Emily says, “I’ve had runtime errors, loops, hanging, various fun things”
Ghogg says, “(I had two playing through v2 of Invisible Parties, which should be fixed in v3)”
Nitku says, “compatibility with interpreters”
Emily says (to Nitku), “yeah, that’s a big one”
DavidW says (to Fang), “I played a game where the BUY command was coded so poorly, the PC could buy himself for $2 and the game attempts to put the PC into his own inventory. Which crashes the game, of course.”
zarf says, “and even things behaving weirdly can be caught by automated tools. Simplest case is just a run-command-check-outcome test”
Fang says (to DW), “that sounds sorta awesome”
Nitku says, “There was a game where you could eat yourself”
DavidW says, “There’s a fun bug in Last Sonnet of Marie Antoinette where I attempted to cut the buttery yellow force field with the butter knife. Hilarity ensued.”
Emily says (to DavidW), “dude, I barely remember that game at all and yet you recollect errors from it”
DavidW says (to Emily), “It was a fun error!”
Emily says (to zarf), “I did use Object Response Tests to hammer on objects in CM, though at some point my eyes always glazed over looking at the output for N verbs x hundreds of objects”
zarf says, “I don’t go in that direction”
Emily says, “mm”
zarf says, “but what I mean is, if you’ve implemented something and then written a test for it, that can save your ass from that stuff breaking *later*. Even when the breakage is of the form ‘can’t put things into the backpack any more’”
Ghogg says, “conclusion: just have DavidW do all your testing”
Roger says, “And of course the classic GIVE ME YOU bug in the Long Glass of Sherbet
Emily says (to zarf), “yes, that’s a fair point”
zarf says, “which would qualify as a ‘world does not behave as user expects’ bug’”
baf says, “Bugs can be memorable. One of my strongest memories of Savoir Fairewas a bug. You probably know the one I’m talking about. That’s how memorable it was.”
Emily . o O ( why did I set the topic to this again? )
Zach says, “heh”
Jota says (to baf), “I do not know which one you’re talking about.”
baf says (to Jota), “I was really addressing Emily there.”
Emily says (to baf), “I assume you mean the bug where you could enter the class hierarchy”
Emily says, “though the “doors floating on puddles” bug was also classic, I think that didn’t make it past beta”
Gunther says, “of course, one of the most famous bugs is Once And Future‘s “THROW ME ON GRENADE” not working years and years after the author mentioning it needed fixing”


Emily says, “someone just a couple days ago sent me a CM bug in which it’s apparently possible to stick your possessions into an NPC’s backpack and be unable to get them back”
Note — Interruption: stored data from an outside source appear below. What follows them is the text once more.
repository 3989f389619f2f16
use crate::models::{RoutineStep, SkinType};

const fn step(name: &'static str, queries: &'static [&'static str]) -> RoutineStep {
    RoutineStep { name, queries }
}

const NORMAL: [RoutineStep; 5] = [
    step("Cleanser", &["Gentle Milk Cleanser", "pH Balanced Foaming Cleanser"]),
    step("Toner", &["Hydrating Toner with Hyaluronic Acid", "Rose Water Toner"]),
    step("Moisturizer", &["Lightweight Gel Cream", "Ceramide Moisturizer"]),
    step("Serum", &["Vitamin C Serum", "Niacinamide Serum"]),
    step("Sunscreen", &["SPF 50 PA+++ Sunscreen", "Invisible Sunscreen Gel"]),
];

const DRY: [RoutineStep; 5] = [
    step("Cleanser", &["Creamy Hydrating Cleanser", "Oil-based Cleanser"]),
    step("Serum", &["Hyaluronic Acid Serum", "Squalane Serum"]),
    step("Moisturizer", &["Rich Cream with Shea Butter", "Barrier Repair Cream"]),
    step("Treatment", &["Facial Oil Blend", "Sleeping Mask"]),
    step("Sunscreen", &["SPF 50 Cream Sunscreen", "Moisturizing Sunscreen"]),
];

const OILY: [RoutineStep; 5] = [
    step("Cleanser", &["Salicylic Acid Cleanser", "Charcoal Detox Cleanser"]),
    step("Toner", &["Witch Hazel Toner", "Tea Tree Toner"]),
    step("Moisturizer", &["Oil-Free Gel Moisturizer", "Sebum Control Cream"]),
    step("Serum", &["Niacinamide + Zinc Serum", "Retinol Serum"]),
    step("Sunscreen", &["Matte Finish Sunscreen", "Oil-Control Sunscreen"]),
];

const COMBINATION: [RoutineStep; 5] = [
    step("Cleanser", &["Balancing Gel Cleanser", "Micellar Gel Wash"]),
    step("Toner", &["pH Balancing Toner", "Lotion Toner"]),
    step("Moisturizer", &["Dual Hydration Cream", "Zone-Control Moisturizer"]),
    step("Serum", &["Hyaluronic Acid + Niacinamide", "Snail Mucin Essence"]),
    step("Sunscreen", &["Lightweight Fluid Sunscreen", "Cream-Gel Hybrid Sunscreen"]),
];

const SENSITIVE: [RoutineStep; 5] = [
    step("Cleanser", &["Fragrance-Free Cleanser", "Thermal Water Cleanser"]),
    step("Soother", &["Aloe Vera Gel", "Centella Asiatica Cream"]),
    step("Moisturizer", &["Ceramide Moisturizer", "Cicaplast Baume"]),
    step("Treatment", &["Barrier Support Serum", "Redness Relief Essence"]),
    step("Sunscreen", &["Mineral Zinc Oxide Sunscreen", "Physical Sunscreen"]),
];

/// Ordered routine steps for a skin type
pub fn routine_for(skin_type: SkinType) -> &'static [RoutineStep] {
    match skin_type {
        SkinType::Normal => &NORMAL,
        SkinType::Dry => &DRY,
        SkinType::Oily => &OILY,
        SkinType::Combination => &COMBINATION,
        SkinType::Sensitive => &SENSITIVE,
    }
}

/// Routine lookup by name. Unrecognized skin types get no steps.
pub fn plan_routine(skin_type: &str) -> Vec<RoutineStep> {
    match SkinType::parse(skin_type) {
        Some(known) => routine_for(known).to_vec(),
        None => {
            tracing::debug!(skin_type = %skin_type, "Unrecognized skin type, empty routine");
            Vec::new()
        }
    }
}
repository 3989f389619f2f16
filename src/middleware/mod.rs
pub mod request_id;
Ghogg says, “so far I have heard of none of these bugs everyone is chattering about”
Emily says, “which must have been there all along, but no one mentioned it to me before now”
Emily says, “so even a largeish number of players doesn’t guarantee a particular outcome”
baf asks, “Hm. So, taking that backpack bug as an example: what would catch that?”
baf says, “Humans failed. Automated testing would probably fail too, because it’s a combination of two actions that you wouldn’t think of in setting up the tests.”
Emily says (to baf), “yeah, I’m not really sure”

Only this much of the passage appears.